Records →

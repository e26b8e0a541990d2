//! Copy the relational store into the document store.
//!
//! # Usage
//!
//! ```bash
//! storelens mirror
//! ```
//!
//! Every collection is replaced wholesale; orders are written with their
//! items embedded. Run it after any change to the relational data that the
//! document side of a comparison should see.

use tracing::info;

use storelens_server::db::PgStore;
use storelens_server::docstore::mirror;

use super::{CliError, connect_document, connect_relational, load_config};

/// Read everything from `PostgreSQL` and replace the `MongoDB` collections with it.
///
/// # Errors
///
/// Returns an error if either store is unreachable or the document store is
/// not configured.
pub async fn run() -> Result<(), CliError> {
    let config = load_config()?;
    let pool = connect_relational(&config).await?;
    let document = connect_document(&config).await?;

    let snapshot = PgStore::new(pool).snapshot().await?;
    info!(
        users = snapshot.users.len(),
        products = snapshot.products.len(),
        orders = snapshot.orders.len(),
        "Read relational snapshot"
    );

    let report = mirror::mirror(&document, &snapshot).await?;
    info!(?report, "Mirror complete");
    Ok(())
}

Your objective → In the records above, count the lines holding the word "with"; give only that number.

Answer box → 2